Pero, se me dirá, esto queda al alcance de todos. Sí, más o menos; pero no con el mismo grado de conciencia y autopercepción ni mucho menos con el talento literario y la apasionada entrega de un Kafka. Habrá que plantearse, pues, el problema de la escritura, de esa maravilla que nos ha ganado a tantos y tantos y que sigue con fuerza y valor acrecidos después de tantos ecos y respuestas en las mentes más altas. Mucho habría que escribir -que pensar, claro- antes de llegar a proponer un dictamen, aproximado siquiera, para caracterizar el arte de Kafka. Por de pronto, su novelar nos resulta nuevo, distinto, y esto a la zaga de una dilatada y gloriosa tradición novelesca y novelizante. Por supuesto el it's different -elogio made in USA- no nos basta: también la estolidez puede ser diferente. Que su lectura nos inquiete y hasta conturbe no se debe solo a los problemas y cuestiones que provoca, con toda su gravedad implicada y sugerida, no revelada; sino que nos gana por esa convivencia de lo más verista y aun verosímil, de lo «realista», con un mundo que es puro misterio y, como tal, más apremiante su solicitación, su llamada sin respuesta. La observación de un entorno normal, vulgar incluso, notada con rara meticulosidad, atendiendo al pequeño detalle, se involucra con una situación totalmente imprecisa. ¿Dónde, cuándo ocurren las inquietantes aventuras a un funcionario de banca o a un agrimensor -profesiones deliberadamente normales y hasta vulgares-, que no llevan más marca de identidad personal que un «Joseph K...» o de un «K» simplemente (proceso y castillo); pero que se mueven en un entorno de irrealidad inexplicable? El sentido de presuntiva culpabilidad en el detenido, de una culpabilidad ni expresa ni sospechada, pero que pesa; la espera y busca de medios para llegar al castillo donde reside no sabemos quién, ni con qué poderes, son otros tantos misterios que no se nos han de desvelar.

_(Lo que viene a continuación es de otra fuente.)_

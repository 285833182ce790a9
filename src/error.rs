//! Error types for ospfip-dns.

use thiserror::Error;

/// Errors that can occur in the DNS server.
#[derive(Debug, Error)]
pub enum DnsError {
    /// IO error (network, file, etc.)
    #[error("IO error: {0}")]
    Io(#[from] std::io::Error),

    /// Floating IP inventory error
    #[error("Inventory error: {0}")]
    Inventory(#[from] InventoryError),

    /// Invalid configuration
    #[error("Invalid configuration: {0}")]
    Config(String),

    /// DNS protocol error
    #[error("DNS protocol error: {0}")]
    Proto(#[from] hickory_proto::ProtoError),

    /// A zone could not be built from already validated records.
    #[error("failed to build zone {origin}: {reason}")]
    Zone {
        /// Zone origin that failed.
        origin: String,
        /// Reason reported by the zone store.
        reason: String,
    },
}

/// Errors returned by a floating IP inventory backend.
#[derive(Debug, Error)]
pub enum InventoryError {
    /// Transport or decoding failure.
    #[error("HTTP client error: {0}")]
    Http(#[from] reqwest::Error),

    /// The backend answered with a non-success status.
    #[error("unexpected status {status} from {url}")]
    Status {
        /// HTTP status code.
        status: u16,
        /// Requested URL.
        url: String,
    },

    /// Authentication was rejected or returned an unusable token.
    #[error("authentication failed: {0}")]
    Auth(String),

    /// The service catalog has no usable endpoint.
    #[error("no {interface} endpoint for service {service} in catalog")]
    MissingEndpoint {
        /// Service type looked up (e.g. "network").
        service: String,
        /// Endpoint interface looked up (e.g. "public").
        interface: String,
    },

    /// The configured CA bundle could not be loaded.
    #[error("invalid CA bundle {path}: {reason}")]
    CaBundle {
        /// Path of the bundle.
        path: String,
        /// Why it was rejected.
        reason: String,
    },

    /// A configured or returned URL could not be parsed.
    #[error("invalid URL: {0}")]
    InvalidUrl(String),
}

De aquí la multiplicidad de lecturas que estas obras disparan: desde la puramente literaria, por su arte, hasta las implicadas en los problemas trascendidos que acosan al hombre: su porqué y para qué, su destino, el futuro post mortem, el sentido del pecado, tan presente desde la Biblia y el Paraíso terrenal. Aquí, muy probablemente, reside el último trasfondo de la concepción kafkiana del ser humano. Y aún hay quien la ha relacionado con la polémica disyuntiva entre predestinación y libre albedrío, incluso admitiendo y subsumiendo los dos términos contrapuestos en aceptación simultánea en su vigencia. Pero por el camino de las interpretaciones que han intentado resumir lo kafkiano radical obtendríamos un variado haz de respuestas, válida cada una, sin exclusivismo.

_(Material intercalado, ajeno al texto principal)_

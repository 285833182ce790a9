//! ospfip-dns - An authoritative DNS server for OpenStack floating IPs.
//!
//! Floating IPs opt in with the identifier tag `coredns:plugin:ospfip` and
//! name themselves with a second tag `coredns:plugin:ospfip:<domain>`. The
//! server periodically lists tagged floating IPs, groups the names into zones
//! and answers A, AAAA and PTR queries for them.
//!
//! ## Features
//!
//! - Forward records for fully qualified and wildcard names
//! - Reverse (PTR) records for non-wildcard names
//! - Periodic refresh with atomic snapshot replacement
//! - Queries outside the served names fall through to a next handler
//! - Graceful shutdown support
//!
//! ## Architecture
//!
//! ```text
//! ┌─────────────────────────────────────────────────────────────────┐
//! │                          ospfip-dns                             │
//! │                                                                 │
//! │  ┌──────────────────┐    ┌──────────────────┐                  │
//! │  │ OpenStack client │───▶│ Refresh          │                  │
//! │  │ (Keystone +      │    │ Scheduler        │                  │
//! │  │  Neutron)        │    └────────┬─────────┘                  │
//! │  └──────────────────┘             │ tags → zones                │
//! │                                   ▼                             │
//! │                          ┌──────────────────┐                  │
//! │                          │ Snapshot Store   │                  │
//! │                          └────────┬─────────┘                  │
//! │                                   ▼                             │
//! │  ┌──────────────────┐    ┌──────────────────┐                  │
//! │  │ next handler     │◀───│ Hickory DNS      │◀── UDP/TCP       │
//! │  │ (not ours)       │    │ Server           │                  │
//! │  └──────────────────┘    └──────────────────┘                  │
//! └─────────────────────────────────────────────────────────────────┘
//! ```
//!
//! ## DNS Resolution
//!
//! ```text
//! api.mycluster.example.net  A    → zone mycluster.example.net → 192.0.0.3
//! x.apps.mycluster.example.net A  → *.apps.mycluster.example.net → 192.0.0.4
//! 3.0.0.192.in-addr.arpa     PTR  → api.mycluster.example.net.
//! ```
//!
//! ## Example Usage
//!
//! ```rust,ignore
//! use std::sync::Arc;
//! use ospfip_dns::{Config, DnsServer, OpenStackClient};
//! use tokio_util::sync::CancellationToken;
//!
//! #[tokio::main]
//! async fn main() -> Result<(), Box<dyn std::error::Error>> {
//!     let config: Config = load_config()?;
//!     let inventory = Arc::new(OpenStackClient::new(config.openstack)?);
//!
//!     let token = CancellationToken::new();
//!     let server = DnsServer::new(config.dns, inventory);
//!     server.run(token).await?;
//!     Ok(())
//! }
//! ```

#![warn(missing_docs)]

pub mod config;
pub mod error;
pub mod handler;
pub mod inventory;
pub mod metrics;
pub mod openstack;
pub mod refresh;
pub mod resolver;
pub mod server;
pub mod state;
pub mod tags;
pub mod telemetry;
pub mod zone;

// Re-export main types
pub use config::{Config, DnsConfig, OpenStackConfig, TelemetryConfig};
pub use error::{DnsError, InventoryError};
pub use handler::FloatingIpHandler;
pub use inventory::{FloatingIp, FloatingIpInventory};
pub use openstack::OpenStackClient;
pub use refresh::RefreshScheduler;
pub use server::DnsServer;
pub use state::SnapshotStore;
pub use zone::{Snapshot, ZoneAssembler};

He mencionado anteriormente la palabra «misterio», precisamente porque entiendo por ella lo que no tiene explicación racional ni imaginaria, y con ese término he evitado otro, que suele aplicarse a esta obra, cuando se la incluye en la literatura «fantástica». No me es posible ahora entrar en la discusión de una categoría literaria -y de más amplio radio- como es el de «lo fantástico», que tiene ya una bibliografía desconcertante, no siempre basada en cada caso sobre textos bastantes como para construir una teoría válida: Coleridge, Poe, Ortega y Gasset, Todorov, Papini, Vargas Llosa, o los resúmenes de la Barrenechea y de Ana González, esta con aportación personal. Los tengo presentes; pero ninguno agota «lo Kafka». Para mí hay otra cima en este campo de lo fantástico misterioso -si vale la simplificación- y desde otra mente y sensibilidad muy distintas: la novela Pedro Páramo, de nuestro Juan Rulfo, con esa su quintaesencia, que vale más que fárragos. Quede, por ahora, ahí el asunto, no sin alejar a Kafka del método de la parábola y de la alegoría, que recubren algo muy concreto y ofrecido a elucidación.

Para dar somera cuenta de la fortuna que la obra del checo-alemán ha tenido en la posteridad, que es la que hace la historia y va decantando valores, ha de recordarse la tardía publicación de lo mejor de su obra, cuyas fechas más señaladas pueden verse en los ya citados Diarios publicados por Max Brod (Buenos, Aires, Emecé, 1963).

Durante la cruda persecución de judíos durante el nazismo, sus libros estuvieron prohibidos en Alemania. Ni tuvieron mejor suerte entre nosotros, mientras editoriales argentinas (Losada, Emecé) nos ganaron, una vez más, la delantera, y a las traducciones de Borges y del expatriado Vogelmann hubimos de acudir para poder leer a Kafka, aunque en libros de no fácil acceso. Cierto que antes ya había sido dado a conocer en España -cómo no- gracias a la Revista de Occidente, donde apareció en dos números -1925 y 1926- una traducción de La metamorfosis, luego en libro. También una recensión, debida a Tenreko, de Der Prozess, XVI, núm. 48. La primera traducción de esta novela creo que fue la de Vicente Mendívil (Buenos Aires, Losada, 1931). A partir de la década de los setenta hay ya toda suerte de ediciones, incluso con traducción al euskera y al catalán. (Unas Obras completas, en Barcelona, Planeta, 1971, con la vida del autor, por Carlos Puyol).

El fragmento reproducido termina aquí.